- [Task]:
Which of the lines below contain the string "instrument"? Pull each one out of the data.

Saved entries:

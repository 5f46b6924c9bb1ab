// src/extract/date.rs

use tracing::{info, warn};

use super::resolver::{resolve, Resolution};
use crate::{
    dom::{ContentContext, ContentSource},
    schema::ExtractedDate,
};

/// Text the composition heading starts with, e.g. `Carteira do Dia - 17/07/25`.
pub const HEADING_MARKER: &str = "Carteira do Dia";

const HEADING_SEPARATOR: char = '-';

/// Where the date heading has been seen, most specific first.
const HEADING_SELECTORS: &[&str] = &[
    "#divContainerIframeB3 form h2",
    "form h2",
    "h2",
    "h1, h3",
    "[class*='title'], [class*='titulo']",
];

/// Parse a heading like `Carteira do Dia - 17/07/25` into `17-07-25`.
///
/// Requires the marker and the separator; takes the text after the last
/// separator. `None` when either is missing or nothing follows.
pub fn parse_heading(text: &str) -> Option<ExtractedDate> {
    let text = text.trim();
    if !text.contains(HEADING_MARKER) {
        return None;
    }
    let (_, tail) = text.rsplit_once(HEADING_SEPARATOR)?;
    ExtractedDate::new(tail.trim().replace('/', "-"))
}

/// Read the composition date from the first visible heading that parses,
/// defaulting to today.
pub async fn extract_date(source: &dyn ContentSource, ctx: ContentContext) -> ExtractedDate {
    let res = resolve(HEADING_SELECTORS, |sel| async move {
        let found = source
            .elements(ctx, sel)
            .await?
            .into_iter()
            .filter(|el| el.visible)
            .find_map(|el| parse_heading(&el.text));
        Ok(found)
    })
    .await;

    match res {
        Resolution::Found {
            strategy, value, ..
        } => {
            info!(date = %value, selector = %strategy, "extracted composition date");
            value
        }
        Resolution::NotFound => {
            let today = ExtractedDate::today();
            warn!(date = %today, "no date heading found, using current date");
            today
        }
    }
}

#[cfg(test)]
mod tests {
    use super::*;
    use crate::dom::HtmlSnapshot;

    #[test]
    fn test_parse_heading() {
        let date = parse_heading("Carteira do Dia - 17/07/25").unwrap();
        assert_eq!(date.as_str(), "17-07-25");
    }

    #[test]
    fn test_parse_heading_uses_last_separator() {
        let date = parse_heading("  IBOV - Carteira do Dia - 02/01/24 \n").unwrap();
        assert_eq!(date.as_str(), "02-01-24");
    }

    #[test]
    fn test_parse_heading_rejects_missing_parts() {
        assert!(parse_heading("Carteira Teórica").is_none());
        assert!(parse_heading("Carteira do Dia 17/07/25").is_none());
        assert!(parse_heading("Índice - 17/07/25").is_none());
        assert!(parse_heading("Carteira do Dia - ").is_none());
    }

    #[tokio::test]
    async fn test_extract_from_form_heading() {
        let snap = HtmlSnapshot::parse(
            r#"<body><div id="divContainerIframeB3"><form>
                <h2>Carteira do Dia - 17/07/25</h2>
            </form></div></body>"#,
        );
        let date = extract_date(&snap, ContentContext::MainDocument).await;
        assert_eq!(date.as_str(), "17-07-25");
    }

    #[tokio::test]
    async fn test_hidden_heading_is_ignored() {
        let snap = HtmlSnapshot::parse(
            r#"<body>
                <h2 style="display:none">Carteira do Dia - 01/01/20</h2>
                <h1>Carteira do Dia - 18/07/25</h1>
            </body>"#,
        );
        let date = extract_date(&snap, ContentContext::MainDocument).await;
        assert_eq!(date.as_str(), "18-07-25");
    }

    #[tokio::test]
    async fn test_unparseable_heading_defaults_to_today() {
        let snap = HtmlSnapshot::parse("<body><h2>Composição do índice</h2></body>");
        let date = extract_date(&snap, ContentContext::MainDocument).await;
        assert_eq!(date, ExtractedDate::today());
    }

    #[tokio::test]
    async fn test_unreachable_context_defaults_to_today() {
        let snap = HtmlSnapshot::parse("<body><h2>Carteira do Dia - 17/07/25</h2></body>");
        let date = extract_date(&snap, ContentContext::Iframe(3)).await;
        assert_eq!(date, ExtractedDate::today());
    }
}
// src/extract/filters.rs

use anyhow::Result;
use std::time::Duration;
use tracing::{info, warn};

use super::resolver::{first_visible, Resolution};
use crate::{
    config::SettleDelays,
    dom::{ContentContext, ContentSource},
};

/// One dropdown the page exposes and the option we want from it.
#[derive(Debug, Clone, Copy)]
pub struct DropdownFilter {
    pub name: &'static str,
    pub selectors: &'static [&'static str],
    pub option_index: usize,
}

/// "Consulta por": second option groups the table by sector.
pub const SEGMENT_FILTER: DropdownFilter = DropdownFilter {
    name: "segment",
    selectors: &[
        "select#segment",
        "select[id*='segment' i]",
        "select[name*='segment' i]",
    ],
    option_index: 1,
};

/// Rows per page: fourth option shows every row.
pub const PAGE_SIZE_FILTER: DropdownFilter = DropdownFilter {
    name: "page size",
    selectors: &[
        "select#selectPage",
        "select[id*='selectPage' i]",
        "select[name*='selectPage' i]",
        "select[id*='pagesize' i]",
        "select[name*='pagesize' i]",
    ],
    option_index: 3,
};

/// What happened to each filter.
#[derive(Debug, Clone, Default, PartialEq, Eq)]
pub struct FilterReport {
    /// Selected option label, `None` when the filter was skipped.
    pub segment: Option<String>,
    pub page_size: Option<String>,
}

/// Apply the sector grouping, then the page size, waiting after each for the
/// table to re-render. Either may fail on its own; neither stops the run.
pub async fn apply_filters(
    source: &dyn ContentSource,
    ctx: ContentContext,
    delays: &SettleDelays,
) -> FilterReport {
    FilterReport {
        segment: apply_filter(source, ctx, &SEGMENT_FILTER, delays.after_segment).await,
        page_size: apply_filter(source, ctx, &PAGE_SIZE_FILTER, delays.after_page_size).await,
    }
}

async fn apply_filter(
    source: &dyn ContentSource,
    ctx: ContentContext,
    filter: &DropdownFilter,
    settle: Duration,
) -> Option<String> {
    match try_filter(source, ctx, filter, settle).await {
        Ok(Some(label)) => {
            info!(filter = filter.name, option = %label, "filter applied");
            Some(label)
        }
        Ok(None) => {
            warn!(filter = filter.name, "dropdown not found, skipping filter");
            None
        }
        Err(e) => {
            warn!(filter = filter.name, "selecting option failed, skipping filter: {:#}", e);
            None
        }
    }
}

async fn try_filter(
    source: &dyn ContentSource,
    ctx: ContentContext,
    filter: &DropdownFilter,
    settle: Duration,
) -> Result<Option<String>> {
    let selector = match first_visible(source, ctx, filter.selectors).await {
        Resolution::Found { strategy, .. } => *strategy,
        Resolution::NotFound => return Ok(None),
    };

    let label = source
        .select_option(ctx, selector, filter.option_index)
        .await?;
    if !settle.is_zero() {
        tokio::time::sleep(settle).await;
    }
    Ok(Some(label))
}
// src/extract/context.rs

use anyhow::Result;
use tracing::{debug, info, warn};

use super::resolver::{first_present, Resolution};
use crate::dom::{ContentContext, ContentSource};

/// Elements whose presence means an iframe holds the real page content.
const CONTENT_MARKERS: &[&str] = &["h1, h2, h3, h4, h5, h6", "form"];

/// Decide once per run whether queries go to the main document or to the
/// first iframe. Any failure while probing falls back to the main document.
pub async fn locate_content_context(source: &dyn ContentSource) -> ContentContext {
    match probe(source).await {
        Ok(ctx) => {
            info!(context = %ctx, "content context located");
            ctx
        }
        Err(e) => {
            warn!("probing for iframe content failed, using main document: {:#}", e);
            ContentContext::MainDocument
        }
    }
}

async fn probe(source: &dyn ContentSource) -> Result<ContentContext> {
    let iframes = source.count(ContentContext::MainDocument, "iframe").await?;
    if iframes == 0 {
        return Ok(ContentContext::MainDocument);
    }

    let frame = ContentContext::Iframe(0);
    match first_present(source, frame, CONTENT_MARKERS).await {
        Resolution::Found { strategy, .. } => {
            debug!(marker = %strategy, "iframe holds page content");
            Ok(frame)
        }
        Resolution::NotFound => {
            info!(iframes, "iframe present but holds no headings or forms");
            Ok(ContentContext::MainDocument)
        }
    }
}

#[cfg(test)]
mod tests {
    use super::*;
    use crate::dom::HtmlSnapshot;

    #[tokio::test]
    async fn test_no_iframe_uses_main_document() {
        let snap = HtmlSnapshot::parse("<body><h2>x</h2></body>");
        assert_eq!(
            locate_content_context(&snap).await,
            ContentContext::MainDocument
        );
    }

    #[tokio::test]
    async fn test_iframe_with_form_is_chosen() {
        let snap = HtmlSnapshot::parse(
            r#"<body><iframe srcdoc="<form><select id='segment'></select></form>"></iframe></body>"#,
        );
        assert_eq!(
            locate_content_context(&snap).await,
            ContentContext::Iframe(0)
        );
    }

    #[tokio::test]
    async fn test_iframe_with_heading_is_chosen() {
        let snap = HtmlSnapshot::parse(
            r#"<body><iframe srcdoc="<h2>Carteira do Dia - 17/07/25</h2>"></iframe></body>"#,
        );
        assert_eq!(
            locate_content_context(&snap).await,
            ContentContext::Iframe(0)
        );
    }

    #[tokio::test]
    async fn test_iframe_with_minor_heading_is_chosen() {
        let snap = HtmlSnapshot::parse(
            r#"<body><iframe srcdoc="<h6>Carteira do Dia - 17/07/25</h6>"></iframe></body>"#,
        );
        assert_eq!(
            locate_content_context(&snap).await,
            ContentContext::Iframe(0)
        );
    }

    #[tokio::test]
    async fn test_empty_iframe_falls_back() {
        let snap = HtmlSnapshot::parse(
            r#"<body><iframe srcdoc="<p>advert</p>"></iframe><iframe srcdoc="<form></form>"></iframe></body>"#,
        );
        assert_eq!(
            locate_content_context(&snap).await,
            ContentContext::MainDocument
        );
    }
}
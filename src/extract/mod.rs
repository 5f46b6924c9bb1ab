// src/extract/mod.rs

use tracing::{info, instrument, warn};

use crate::{
    config::SettleDelays,
    dom::{ContentContext, ContentSource},
    schema::Dataset,
};

pub mod context;
pub mod date;
pub mod filters;
pub mod resolver;
pub mod table;

pub use context::locate_content_context;
pub use date::{extract_date, parse_heading};
pub use filters::{apply_filters, FilterReport};
pub use resolver::{first_present, first_visible, resolve, Resolution};
pub use table::{clean_row, harvest_table};

/// What one pass over a loaded page produced.
#[derive(Debug, Clone)]
pub struct Extraction {
    pub context: ContentContext,
    pub filters: FilterReport,
    pub dataset: Dataset,
}

/// Run every extraction step against an already loaded page.
///
/// Never fails: the context probe, the date and each filter fall back on
/// their own, and a harvest that errors leaves an empty dataset that still
/// carries the date found earlier.
#[instrument(level = "info", skip_all)]
pub async fn extract(source: &dyn ContentSource, delays: &SettleDelays) -> Extraction {
    let context = locate_content_context(source).await;
    let date = extract_date(source, context).await;
    let filters = apply_filters(source, context, delays).await;

    if !delays.before_harvest.is_zero() {
        info!(wait = ?delays.before_harvest, "waiting for final table render");
        tokio::time::sleep(delays.before_harvest).await;
    }

    let rows = match harvest_table(source, context).await {
        Ok(rows) => rows,
        Err(e) => {
            warn!("harvest failed, returning empty dataset: {:#}", e);
            Vec::new()
        }
    };
    info!(rows = rows.len(), date = %date, "extraction finished");

    Extraction {
        context,
        filters,
        dataset: Dataset::new(date, rows),
    }
}

/// [`extract`], keeping only the dataset.
pub async fn extract_dataset(source: &dyn ContentSource, delays: &SettleDelays) -> Dataset {
    extract(source, delays).await.dataset
}
// src/store/mod.rs

use anyhow::Result;
use async_trait::async_trait;

use crate::{config::SinkTarget, schema::Dataset};

pub mod encode;
pub mod gcs;
pub mod local;

pub use encode::{dataset_to_parquet, write_dataset};
pub use gcs::GcsParquetSink;
pub use local::LocalParquetSink;

/// Durable storage for a finished dataset.
#[async_trait]
pub trait DatasetSink: Send + Sync {
    /// Write `dataset` and return where it went. An empty dataset is written
    /// like any other.
    async fn persist(&self, dataset: &Dataset) -> Result<String>;
}

/// Build the sink for `target`. Authenticating to the object store happens here.
pub async fn open_sink(target: &SinkTarget) -> Result<Box<dyn DatasetSink>> {
    Ok(match target {
        SinkTarget::Local { dir } => Box::new(LocalParquetSink::new(dir)),
        SinkTarget::Gcs { bucket, prefix } => {
            Box::new(GcsParquetSink::new(bucket.as_str(), prefix.as_deref()).await?)
        }
    })
}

- [Written answer]:
use tracing::{info, instrument, warn};
#[instrument(level = "info", skip_all)]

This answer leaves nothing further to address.